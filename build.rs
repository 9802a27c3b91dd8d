fn main() {
    // The desktop shell needs the generated Tauri context; the library alone does not.
    #[cfg(feature = "desktop")]
    tauri_build::build()
}
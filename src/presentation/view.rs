//! Control view model
//!
//! The single start/stop button, the inline error line and the download link,
//! derived from the controller state.

use super::video::{PlaybackSource, SurfaceBinding};
use crate::capture::traits::CaptureErrorKind;
use crate::recorder::artifact::ArtifactRef;
use crate::recorder::state::{CaptureState, RecorderConfig};
use serde::Serialize;

pub const START_LABEL: &str = "Start Capture";
pub const STOP_LABEL: &str = "Stop Capture";

/// Link to the finished recording
#[derive(Debug, Clone, PartialEq, Eq, Serialize)]
#[serde(rename_all = "camelCase")]
pub struct DownloadLink {
    pub href: ArtifactRef,
    pub mime_type: String,
    pub file_name: String,
    pub label: String,
}

/// Everything the UI renders
#[derive(Debug, Clone, PartialEq, Eq, Serialize)]
#[serde(rename_all = "camelCase")]
pub struct ControlView {
    pub recording: bool,
    pub button_label: String,
    pub error_message: Option<String>,
    pub download: Option<DownloadLink>,
    pub video: SurfaceBinding,
}

impl ControlView {
    pub fn build(
        state: &CaptureState,
        last_error: Option<&CaptureErrorKind>,
        artifact: Option<(&ArtifactRef, &str)>,
        config: &RecorderConfig,
        playback: PlaybackSource,
    ) -> Self {
        let recording = state.is_recording();
        let button_label = if recording { STOP_LABEL } else { START_LABEL };

        let download = artifact.map(|(href, mime_type)| DownloadLink {
            href: href.clone(),
            mime_type: mime_type.to_string(),
            file_name: config.suggested_file_name(),
            label: format!("Download {}", config.container.label()),
        });

        Self {
            recording,
            button_label: button_label.to_string(),
            error_message: last_error.map(CaptureErrorKind::user_message),
            download,
            video: SurfaceBinding::for_source(playback),
        }
    }
}

#[cfg(test)]
mod tests {
    use super::*;
    use crate::recorder::artifact::{Artifact, ArtifactStore};
    use crate::recorder::state::MediaContainer;

    #[test]
    fn test_idle_view() {
        let view = ControlView::build(
            &CaptureState::Idle,
            None,
            None,
            &RecorderConfig::default(),
            PlaybackSource::Empty,
        );
        assert!(!view.recording);
        assert_eq!(view.button_label, START_LABEL);
        assert!(view.error_message.is_none());
        assert!(view.download.is_none());
    }

    #[test]
    fn test_finished_view_offers_download() {
        let mut store = ArtifactStore::new();
        let artifact = store.insert(Artifact::new(vec![1, 2], "video/webm"));
        let state = CaptureState::Finished {
            artifact: artifact.clone(),
        };

        let view = ControlView::build(
            &state,
            None,
            Some((&artifact, "video/webm")),
            &RecorderConfig::default(),
            PlaybackSource::Artifact {
                artifact: artifact.clone(),
            },
        );

        let download = view.download.unwrap();
        assert_eq!(download.href, artifact);
        assert_eq!(download.mime_type, "video/webm");
        assert_eq!(download.file_name, "screenrecording.webm");
        assert_eq!(download.label, "Download WebM");
        assert!(view.video.allow_download);
    }

    #[test]
    fn test_failed_view_shows_message() {
        let error = CaptureErrorKind::PermissionDenied;
        let config = RecorderConfig {
            container: MediaContainer::Mp4,
            ..Default::default()
        };
        let view = ControlView::build(
            &CaptureState::Failed {
                error: error.clone(),
            },
            Some(&error),
            None,
            &config,
            PlaybackSource::Empty,
        );
        assert_eq!(view.button_label, START_LABEL);
        assert_eq!(view.error_message, Some(error.user_message()));
    }

    #[test]
    fn test_view_serializes_camel_case() {
        let view = ControlView::build(
            &CaptureState::Recording,
            None,
            None,
            &RecorderConfig::default(),
            PlaybackSource::Live {
                stream_id: "s1".to_string(),
                mime_type: "video/webm; codecs=\"vp8\"".to_string(),
            },
        );
        let json = serde_json::to_value(&view).unwrap();
        assert_eq!(json["buttonLabel"], STOP_LABEL);
        assert_eq!(json["video"]["source"]["kind"], "live");
        assert_eq!(json["video"]["source"]["streamId"], "s1");
        assert_eq!(json["video"]["source"]["mimeType"], "video/webm; codecs=\"vp8\"");
        assert_eq!(json["video"]["playsInline"], true);
    }
}
//! Screen Recorder - capture the screen, keep the chunks, download the result.
//!
//! This is the main library crate. It provides the capture lifecycle
//! controller, the ffmpeg-backed capture source and recorder, the
//! presentation adapters, and (with the `desktop` feature) the Tauri app.

pub mod capture;
#[cfg(feature = "desktop")]
pub mod commands;
pub mod presentation;
pub mod recorder;
pub mod utils;

#[cfg(test)]
mod testing;

use tracing_subscriber::{layer::SubscriberExt, util::SubscriberInitExt};

/// Install the tracing subscriber; `RUST_LOG` overrides the default filter
pub fn init_tracing() {
    let result = tracing_subscriber::registry()
        .with(
            tracing_subscriber::EnvFilter::try_from_default_env()
                .unwrap_or_else(|_| "screen_recorder=debug,tauri=info".into()),
        )
        .with(tracing_subscriber::fmt::layer())
        .try_init();

    if result.is_err() {
        tracing::debug!("Tracing subscriber already installed");
    }
}

#[cfg(feature = "desktop")]
fn load_config() -> recorder::RecorderConfig {
    let Some(path) = std::env::var_os("SCREEN_RECORDER_CONFIG") else {
        return recorder::RecorderConfig::default();
    };

    let path = std::path::PathBuf::from(path);
    match recorder::RecorderConfig::load(&path) {
        Ok(config) => {
            tracing::info!("Loaded recorder config from {:?}", path);
            config
        }
        Err(e) => {
            tracing::warn!("Ignoring recorder config {:?}: {}", path, e);
            recorder::RecorderConfig::default()
        }
    }
}

/// Initialize and run the desktop application
#[cfg(feature = "desktop")]
pub fn run() -> anyhow::Result<()> {
    use anyhow::Context;
    use capture::{FfmpegCaptureSource, FfmpegConfig};
    use commands::recording::{RecorderState, WebviewSurface, CAPTURE_EVENT};
    use presentation::VideoPresenter;
    use recorder::{CaptureController, ControllerEvent, PipeRecorderFactory};
    use std::sync::Arc;
    use tauri::{Emitter, Manager};
    use tokio::sync::broadcast::error::RecvError;

    init_tracing();
    tracing::info!("Starting Screen Recorder v{}", env!("CARGO_PKG_VERSION"));

    let config = load_config();
    let mut ffmpeg = FfmpegConfig {
        container: config.container,
        ..Default::default()
    };
    if let Ok(path) = std::env::var("FFMPEG_PATH") {
        ffmpeg.ffmpeg_path = path;
    }

    let controller = CaptureController::new(
        Arc::new(FfmpegCaptureSource::new(ffmpeg)),
        Arc::new(PipeRecorderFactory),
        config,
    );

    let app = tauri::Builder::default()
        .manage(RecorderState::new(controller.clone()))
        .invoke_handler(tauri::generate_handler![
            commands::recording::start_capture,
            commands::recording::stop_capture,
            commands::recording::toggle_capture,
            commands::recording::get_capture_state,
            commands::recording::get_control_view,
            commands::recording::check_capture_supported,
            commands::recording::read_artifact,
            commands::recording::read_live_media,
            commands::recording::save_artifact,
        ])
        .setup(move |app| {
            let handle = app.handle().clone();
            let controller = app.state::<RecorderState>().controller.clone();
            let mut events = controller.subscribe();

            tauri::async_runtime::spawn(async move {
                let mut presenter = VideoPresenter::new(WebviewSurface::new(handle.clone()));
                presenter.present(controller.playback_source());

                loop {
                    let event = match events.recv().await {
                        Ok(event) => event,
                        Err(RecvError::Lagged(skipped)) => {
                            tracing::warn!("Dropped {} capture events", skipped);
                            continue;
                        }
                        Err(RecvError::Closed) => break,
                    };

                    if let ControllerEvent::StateChanged { .. } = &event {
                        presenter.present(controller.playback_source());
                    }
                    if let Err(e) = handle.emit(CAPTURE_EVENT, &event) {
                        tracing::warn!("Failed to emit {}: {}", CAPTURE_EVENT, e);
                    }
                }
            });
            Ok(())
        })
        .build(tauri::generate_context!())
        .context("error while building tauri application")?;

    app.run(move |_, event| {
        if let tauri::RunEvent::Exit = event {
            tracing::info!("Shutting down capture controller");
            controller.shutdown();
        }
    });
    Ok(())
}
struct ControllerInner {
    state: CaptureState,
    active: Option<ActiveSession>,
    last_session: Option<CaptureSession>,
    last_error: Option<CaptureErrorKind>,
    current_artifact: Option<ArtifactRef>,
    artifacts: ArtifactStore,
}

impl ControllerInner {
    fn is_current(&self, session_id: Uuid) -> bool {
        self.active
            .as_ref()
            .map_or(false, |active| active.session.id == session_id)
    }
}

/// Drives capture sessions against a capture source and a recorder factory
#[derive(Clone)]
pub struct CaptureController {
    inner: Arc<Mutex<ControllerInner>>,
    source: Arc<dyn ScreenCaptureSource>,
    recorders: Arc<dyn RecorderFactory>,
    config: Arc<RecorderConfig>,
    event_tx: broadcast::Sender<ControllerEvent>,
}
━━━
[Task objective]
In the data above, find the line that contains "pub const STOP_LABEL: &str" and the line that contains "the UI renders". Repeat exactly those lines and every line between them, and only those.

[Result for this task]
pub const STOP_LABEL: &str = "Stop Capture";

/// Link to the finished recording
#[derive(Debug, Clone, PartialEq, Eq, Serialize)]
#[serde(rename_all = "camelCase")]
pub struct DownloadLink {
    pub href: ArtifactRef,
    pub mime_type: String,
    pub file_name: String,
    pub label: String,
}

/// Everything the UI renders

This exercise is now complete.